Born twenty-nine miles north of the arctic circle, William L. Iggiagruk Hensley was raised to live the seminomadic life that his Iñupiaq ancestors had lived for thousands of years. In this stirring memoir, he offers us a rare firsthand account of growing up Native Alaskan, and later, in the lower forty-eight, as a fearless advocate for Native land rights. In 1971, after years of tirelessly lobbying the United States government, he played a key role in a landmark victory that enabled the Inupiaq to take charge of their economic and political destiny.
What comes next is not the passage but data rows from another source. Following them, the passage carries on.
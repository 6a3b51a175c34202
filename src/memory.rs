// Copyright 2025 Fernando Borretti
//
// Licensed under the Apache License, Version 2.0 (the "License");
// you may not use this file except in compliance with the License.
// You may obtain a copy of the License at
//
//     http://www.apache.org/licenses/LICENSE-2.0
//
// Unless required by applicable law or agreed to in writing, software
// distributed under the License is distributed on an "AS IS" BASIS,
// WITHOUT WARRANTIES OR CONDITIONS OF ANY KIND, either express or implied.
// See the License for the specific language governing permissions and
// limitations under the License.

//! An exponential forgetting curve over a card's memory state.
//!
//! Retention after `t` hours is `exp(-t / S) * strength`, where `S` is the
//! card's stability adjusted for difficulty, strength, review count and
//! consistency.

use serde::Deserialize;
use serde::Serialize;

use crate::quality::Quality;
use crate::types::card::Card;
use crate::types::card::DIFFICULTY_FACTOR;
use crate::types::range::Range;
use crate::types::range::UNIT;
use crate::types::timestamp::Timestamp;

/// Stability bounds after a review.
pub const REVIEWED_STABILITY: Range = Range::new(1.0, 365.0);

/// Strength bounds after a review.
pub const REVIEWED_STRENGTH: Range = Range::new(0.1, 1.0);

/// The adjusted stability never drops below one hour.
const MIN_ADJUSTED_STABILITY: f64 = 1.0;

/// Grades at or above this count as a successful recall for the memory model.
const RECALL_GRADE: u8 = 3;

const REVIEW_BONUS_STEP: f64 = 0.05;
const REVIEW_BONUS_CAP: f64 = 0.5;
const SUCCESS_RATE_ALPHA: f64 = 0.1;
const LAPSE_STABILITY_DECAY: f64 = 0.8;
const DIFFICULTY_MEMORY: f64 = 0.8;

/// Tunable constants of the forgetting curve.
#[derive(Clone, Debug, PartialEq, Serialize, Deserialize)]
#[serde(default, deny_unknown_fields)]
pub struct MemoryParams {
    /// Stability given to newly created cards.
    pub initial_stability: f64,
    pub stability_factor: f64,
    pub difficulty_weight: f64,
    pub strength_weight: f64,
    pub consistency_bonus: f64,
    /// Per-quality-point stability growth on a successful review.
    pub stability_gain: f64,
    /// Retention at which a review is considered due.
    pub retention_threshold: f64,
    /// Retention below which an item is considered forgotten.
    pub forget_threshold: f64,
}

impl Default for MemoryParams {
    fn default() -> Self {
        Self {
            initial_stability: 1.0,
            stability_factor: 2.0,
            difficulty_weight: 0.3,
            strength_weight: 0.4,
            consistency_bonus: 0.1,
            stability_gain: 0.1,
            retention_threshold: 0.7,
            forget_threshold: 0.1,
        }
    }
}

#[derive(Clone, Debug, Default)]
pub struct MemoryModel {
    params: MemoryParams,
}

impl MemoryModel {
    pub fn new(params: MemoryParams) -> Self {
        Self { params }
    }

    pub fn params(&self) -> &MemoryParams {
        &self.params
    }

    /// The card's stability adjusted for its difficulty, strength, review
    /// history and consistency, in hours.
    pub fn adjusted_stability(&self, card: &Card) -> f64 {
        let p = &self.params;
        let review_bonus = (card.total_reviews as f64 * REVIEW_BONUS_STEP).min(REVIEW_BONUS_CAP);
        let s = card.stability_factor
            * p.stability_factor
            * (1.0 - card.difficulty_factor * p.difficulty_weight)
            * (1.0 + card.memory_strength * p.strength_weight)
            * (1.0 + review_bonus)
            * (1.0 + card.success_rate * p.consistency_bonus);
        if s.is_finite() {
            s.max(MIN_ADJUSTED_STABILITY)
        } else {
            MIN_ADJUSTED_STABILITY
        }
    }

    /// Retention after `hours` have elapsed since the last review.
    pub fn retention(&self, card: &Card, hours: f64) -> f64 {
        let hours = if hours.is_finite() { hours.max(0.0) } else { 0.0 };
        let s = self.adjusted_stability(card);
        UNIT.clamp((-hours / s).exp() * card.memory_strength)
    }

    pub fn current_strength(&self, card: &Card, now: Timestamp) -> f64 {
        self.predict_strength(card, now)
    }

    /// Retention at an arbitrary instant, assuming no review happens before.
    pub fn predict_strength(&self, card: &Card, at: Timestamp) -> f64 {
        self.retention(card, elapsed_hours(card, at))
    }

    /// Hours after the last review at which retention reaches `threshold`,
    /// or `None` if it is already at or below it.
    fn hours_until(&self, card: &Card, threshold: f64) -> Option<f64> {
        let strength = card.memory_strength;
        if !(strength > 0.0) || !(threshold > 0.0) {
            return None;
        }
        let ratio = threshold / strength;
        if ratio >= 1.0 {
            return None;
        }
        Some(-self.adjusted_stability(card) * ratio.ln())
    }

    /// When retention is predicted to fall to `threshold`. If it already has,
    /// or the card was never reviewed, that is `now`. The result can lie in
    /// the past for an overdue card.
    pub fn optimal_review_time(&self, card: &Card, threshold: f64, now: Timestamp) -> Timestamp {
        match (card.last_reviewed, self.hours_until(card, threshold)) {
            (Some(last), Some(hours)) => last.plus_hours(hours),
            _ => now,
        }
    }

    /// Hours left until retention falls below `threshold`, floored at zero.
    pub fn time_to_forget(&self, card: &Card, threshold: f64, now: Timestamp) -> f64 {
        match self.hours_until(card, threshold) {
            Some(hours) => (hours - elapsed_hours(card, now)).max(0.0),
            None => 0.0,
        }
    }

    /// Refresh the memory state after a review.
    pub fn update_after_review(
        &self,
        card: &Card,
        quality: Quality,
        response_time_ms: Option<u64>,
        now: Timestamp,
    ) -> Card {
        let q = quality.as_f64();
        let recalled = quality.value() >= RECALL_GRADE;

        let strength = REVIEWED_STRENGTH.clamp(card.memory_strength + (q - 2.5) * 0.1 + 0.1);
        let stability = if recalled {
            card.stability_factor * (1.0 + q * self.params.stability_gain)
        } else {
            card.stability_factor * LAPSE_STABILITY_DECAY
        };
        let stability = REVIEWED_STABILITY.clamp(stability);
        let difficulty = DIFFICULTY_FACTOR.clamp(
            DIFFICULTY_MEMORY * card.difficulty_factor
                + (1.0 - DIFFICULTY_MEMORY) * (1.0 - time_weight(response_time_ms)),
        );
        let outcome = if recalled { 1.0 } else { 0.0 };
        let success_rate = if card.total_reviews == 0 {
            outcome
        } else {
            UNIT.clamp(
                (1.0 - SUCCESS_RATE_ALPHA) * card.success_rate + SUCCESS_RATE_ALPHA * outcome,
            )
        };

        Card {
            memory_strength: strength,
            stability_factor: stability,
            difficulty_factor: difficulty,
            success_rate,
            total_reviews: card.total_reviews.saturating_add(1),
            last_reviewed: Some(now),
            ..card.clone()
        }
    }

    pub fn is_mastered(&self, card: &Card, now: Timestamp) -> bool {
        self.current_strength(card, now) >= 0.9
            && card.total_reviews >= 5
            && card.success_rate >= 0.9
    }
}

fn elapsed_hours(card: &Card, at: Timestamp) -> f64 {
    match card.last_reviewed {
        Some(last) => at.hours_since(last).max(0.0),
        None => 0.0,
    }
}

/// How much a response time says about ease of recall. A missing time is
/// treated as neutral.
fn time_weight(response_time_ms: Option<u64>) -> f64 {
    match response_time_ms {
        Some(ms) if ms <= 2_000 => 1.0,
        Some(ms) if ms <= 5_000 => 0.8,
        Some(ms) if ms <= 10_000 => 0.5,
        Some(_) => 0.2,
        None => 0.5,
    }
}

#[cfg(test)]
mod tests {
    use super::*;
    use crate::error::Fallible;
    use crate::types::item_type::ItemType;

    fn now() -> Fallible<Timestamp> {
        Timestamp::from_rfc3339("2025-06-01T12:00:00Z")
    }

    fn quality(q: i64) -> Quality {
        Quality::new(q).unwrap()
    }

    fn reviewed_card(now: Timestamp) -> Card {
        let mut card = Card::new("u1", "s1", ItemType::Sentence, now);
        card.last_reviewed = Some(now);
        card.memory_strength = 0.8;
        card.stability_factor = 10.0;
        card.difficulty_factor = 0.5;
        card.total_reviews = 3;
        card.success_rate = 1.0;
        card
    }

    #[test]
    fn test_adjusted_stability() -> Fallible<()> {
        let model = MemoryModel::default();
        let card = reviewed_card(now()?);
        // 10 * 2 * 0.85 * 1.32 * 1.15 * 1.1
        let expected = 10.0 * 2.0 * 0.85 * 1.32 * 1.15 * 1.1;
        assert!((model.adjusted_stability(&card) - expected).abs() < 1e-9);
        Ok(())
    }

    #[test]
    fn test_adjusted_stability_floor() -> Fallible<()> {
        let model = MemoryModel::default();
        let mut card = reviewed_card(now()?);
        card.difficulty_factor = 5.0;
        assert_eq!(model.adjusted_stability(&card), 1.0);
        Ok(())
    }

    #[test]
    fn test_retention_decays() -> Fallible<()> {
        let model = MemoryModel::default();
        let now = now()?;
        let card = reviewed_card(now);
        assert!((model.current_strength(&card, now) - 0.8).abs() < 1e-12);
        let day = model.predict_strength(&card, now.plus_days(1));
        let week = model.predict_strength(&card, now.plus_days(7));
        assert!(day < 0.8);
        assert!(week < day);
        assert!(week >= 0.0);
        Ok(())
    }

    #[test]
    fn test_never_reviewed_card_does_not_decay() -> Fallible<()> {
        let model = MemoryModel::default();
        let card = Card::new("u1", "s1", ItemType::Sentence, now()?);
        assert_eq!(model.predict_strength(&card, now()?.plus_days(30)), 0.5);
        assert_eq!(model.optimal_review_time(&card, 0.7, now()?), now()?);
        Ok(())
    }

    #[test]
    fn test_optimal_review_time_hits_threshold() -> Fallible<()> {
        let model = MemoryModel::default();
        let now = now()?;
        let card = reviewed_card(now);
        let at = model.optimal_review_time(&card, 0.7, now);
        assert!(at > now);
        let retention = model.predict_strength(&card, at);
        assert!((retention - 0.7).abs() < 1e-4);
        Ok(())
    }

    #[test]
    fn test_optimal_review_time_when_already_weak() -> Fallible<()> {
        let model = MemoryModel::default();
        let now = now()?;
        let mut card = reviewed_card(now.plus_days(-1));
        card.memory_strength = 0.6;
        assert_eq!(model.optimal_review_time(&card, 0.7, now), now);
        Ok(())
    }

    #[test]
    fn test_time_to_forget() -> Fallible<()> {
        let model = MemoryModel::default();
        let now = now()?;
        let card = reviewed_card(now);
        let s = model.adjusted_stability(&card);
        let expected = -s * (0.1f64 / 0.8).ln();
        assert!((model.time_to_forget(&card, 0.1, now) - expected).abs() < 1e-9);
        let later = now.plus_hours(10.0);
        assert!((model.time_to_forget(&card, 0.1, later) - (expected - 10.0)).abs() < 1e-6);
        assert_eq!(model.time_to_forget(&card, 0.1, now.plus_days(3650)), 0.0);
        Ok(())
    }

    #[test]
    fn test_update_after_perfect_review() -> Fallible<()> {
        let model = MemoryModel::default();
        let now = now()?;
        let card = Card::new("u1", "s1", ItemType::Sentence, now);
        let updated = model.update_after_review(&card, quality(5), Some(1_500), now);
        assert!((updated.memory_strength - 0.85).abs() < 1e-9);
        assert!((updated.stability_factor - 1.5).abs() < 1e-9);
        assert!((updated.difficulty_factor - 0.8).abs() < 1e-9);
        assert_eq!(updated.success_rate, 1.0);
        assert_eq!(updated.total_reviews, 1);
        assert_eq!(updated.last_reviewed, Some(now));
        Ok(())
    }

    #[test]
    fn test_update_after_failed_review() -> Fallible<()> {
        let model = MemoryModel::default();
        let now = now()?;
        let card = reviewed_card(now.plus_days(-2));
        let updated = model.update_after_review(&card, quality(0), Some(20_000), now);
        assert!((updated.memory_strength - 0.65).abs() < 1e-9);
        assert!((updated.stability_factor - 8.0).abs() < 1e-9);
        assert!((updated.difficulty_factor - (0.4 + 0.2 * 0.8)).abs() < 1e-9);
        assert!((updated.success_rate - 0.9).abs() < 1e-9);
        assert_eq!(updated.total_reviews, 4);
        Ok(())
    }

    #[test]
    fn test_update_clamps() -> Fallible<()> {
        let model = MemoryModel::default();
        let now = now()?;
        let mut card = reviewed_card(now);
        card.memory_strength = 1.0;
        card.stability_factor = 360.0;
        let updated = model.update_after_review(&card, quality(5), None, now);
        assert_eq!(updated.memory_strength, 1.0);
        assert_eq!(updated.stability_factor, 365.0);

        card.memory_strength = 0.1;
        card.stability_factor = 0.1;
        let updated = model.update_after_review(&card, quality(0), None, now);
        assert_eq!(updated.memory_strength, 0.1);
        assert_eq!(updated.stability_factor, 1.0);
        Ok(())
    }

    #[test]
    fn test_is_mastered() -> Fallible<()> {
        let model = MemoryModel::default();
        let now = now()?;
        let mut card = reviewed_card(now);
        card.total_reviews = 6;
        card.success_rate = 0.95;
        card.memory_strength = 0.93;
        assert!(model.is_mastered(&card, now));

        card.total_reviews = 4;
        assert!(!model.is_mastered(&card, now));
        card.total_reviews = 6;
        card.success_rate = 0.85;
        assert!(!model.is_mastered(&card, now));
        card.success_rate = 0.95;
        assert!(!model.is_mastered(&card, now.plus_days(30)));
        Ok(())
    }

    #[test]
    fn test_time_weight_buckets() {
        assert_eq!(time_weight(Some(2_000)), 1.0);
        assert_eq!(time_weight(Some(5_000)), 0.8);
        assert_eq!(time_weight(Some(10_000)), 0.5);
        assert_eq!(time_weight(Some(10_001)), 0.2);
        assert_eq!(time_weight(None), 0.5);
    }
}
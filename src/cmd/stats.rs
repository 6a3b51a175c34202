// Copyright 2025 Fernando Borretti
//
// Licensed under the Apache License, Version 2.0 (the "License");
// you may not use this file except in compliance with the License.
// You may obtain a copy of the License at
//
//     http://www.apache.org/licenses/LICENSE-2.0
//
// Unless required by applicable law or agreed to in writing, software
// distributed under the License is distributed on an "AS IS" BASIS,
// WITHOUT WARRANTIES OR CONDITIONS OF ANY KIND, either express or implied.
// See the License for the specific language governing permissions and
// limitations under the License.

use serde::Serialize;

use crate::collection::Collection;
use crate::error::Fallible;
use crate::types::card::Card;
use crate::types::learning_state::LearningState;
use crate::types::timestamp::Timestamp;

pub fn print_stats(directory: Option<String>, user_id: String) -> Fallible<()> {
    let coll: Collection = Collection::new(directory)?;
    let stats = learner_stats(&coll, &user_id, Timestamp::now())?;
    let stats_json = serde_json::to_string_pretty(&stats)?;
    println!("{}", stats_json);
    Ok(())
}

#[derive(Serialize)]
#[serde(rename_all = "camelCase")]
pub struct Stats {
    user_id: String,
    card_count: usize,
    new_count: usize,
    learning_count: usize,
    review_count: usize,
    relearning_count: usize,
    suspended_count: usize,
    due_count: usize,
    mastered_count: usize,
    /// Items that have lapsed at least as often as the configured threshold.
    chronic_difficulty: Vec<String>,
    mistakes_in_window: usize,
    review_log_count: usize,
    retention: RetentionPreview,
}

/// Mean predicted retention over the learner's reviewed, unsuspended cards.
#[derive(Serialize)]
#[serde(rename_all = "camelCase")]
pub struct RetentionPreview {
    now: Option<f64>,
    in_24_hours: Option<f64>,
    in_7_days: Option<f64>,
    /// Items predicted to fall below the retention threshold within 24 hours.
    at_risk: Vec<String>,
}

pub fn learner_stats(coll: &Collection, user_id: &str, now: Timestamp) -> Fallible<Stats> {
    let cards = coll.db.user_cards(user_id)?;
    let mistakes = coll.db.user_mistakes(user_id)?;
    let reviews = coll.db.reviews(Some(user_id))?;
    let config = coll.engine.config();
    let memory = coll.engine.memory();

    let in_state = |state: LearningState| {
        cards
            .iter()
            .filter(|c| c.learning_state == state)
            .count()
    };
    let window = config.session.recency_window_days as f64;

    let tracked: Vec<&Card> = cards
        .iter()
        .filter(|c| c.last_reviewed.is_some() && !c.suspended)
        .collect();
    let mean_at = |at: Timestamp| -> Option<f64> {
        if tracked.is_empty() {
            None
        } else {
            let sum: f64 = tracked.iter().map(|c| memory.predict_strength(c, at)).sum();
            Some(sum / tracked.len() as f64)
        }
    };
    let tomorrow = now.plus_hours(24.0);
    let at_risk: Vec<String> = tracked
        .iter()
        .filter(|c| memory.predict_strength(c, tomorrow) < config.memory.retention_threshold)
        .map(|c| c.item_id.clone())
        .collect();

    Ok(Stats {
        user_id: user_id.to_string(),
        card_count: cards.len(),
        new_count: in_state(LearningState::New),
        learning_count: in_state(LearningState::Learning),
        review_count: in_state(LearningState::Review),
        relearning_count: in_state(LearningState::Relearning),
        suspended_count: cards.iter().filter(|c| c.suspended).count(),
        due_count: cards
            .iter()
            .filter(|c| !c.suspended && c.is_due(now))
            .count(),
        mastered_count: cards.iter().filter(|c| memory.is_mastered(c, now)).count(),
        chronic_difficulty: cards
            .iter()
            .filter(|c| c.lapses >= config.scheduler.lapse_threshold)
            .map(|c| c.item_id.clone())
            .collect(),
        mistakes_in_window: mistakes.iter().filter(|m| m.is_recent(now, window)).count(),
        review_log_count: reviews.len(),
        retention: RetentionPreview {
            now: mean_at(now),
            in_24_hours: mean_at(tomorrow),
            in_7_days: mean_at(now.plus_days(7)),
            at_risk,
        },
    })
}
Fifty Miles from Tomorrow is "a joyous celebration of Hensley's life among the Iñupiaq people and of fighting for their rights" (Library Journal).
About the Author
William L. Iggiagruk Hensley, author of Fifty Miles from Tomorrow, was a founder of the Northwest Alaska Native Association and spent twenty years working for its successor, the Iñuit-owned NANA Regional Corporation. He also helped establish the Alaska Federation of Natives in 1966 and has served as its director, executive director, president, and co-chair. He spent ten years in the Alaska state legislature as a representative and senator, and recently retired from his position in Washington, D.C., as manager of federal government relations for Alyeska Pipeline Service Company. Hensley and his wife, Abigale, live in Anchorage, where—now an Iñupiat elder—he is the chair of the First Alaskans Institute.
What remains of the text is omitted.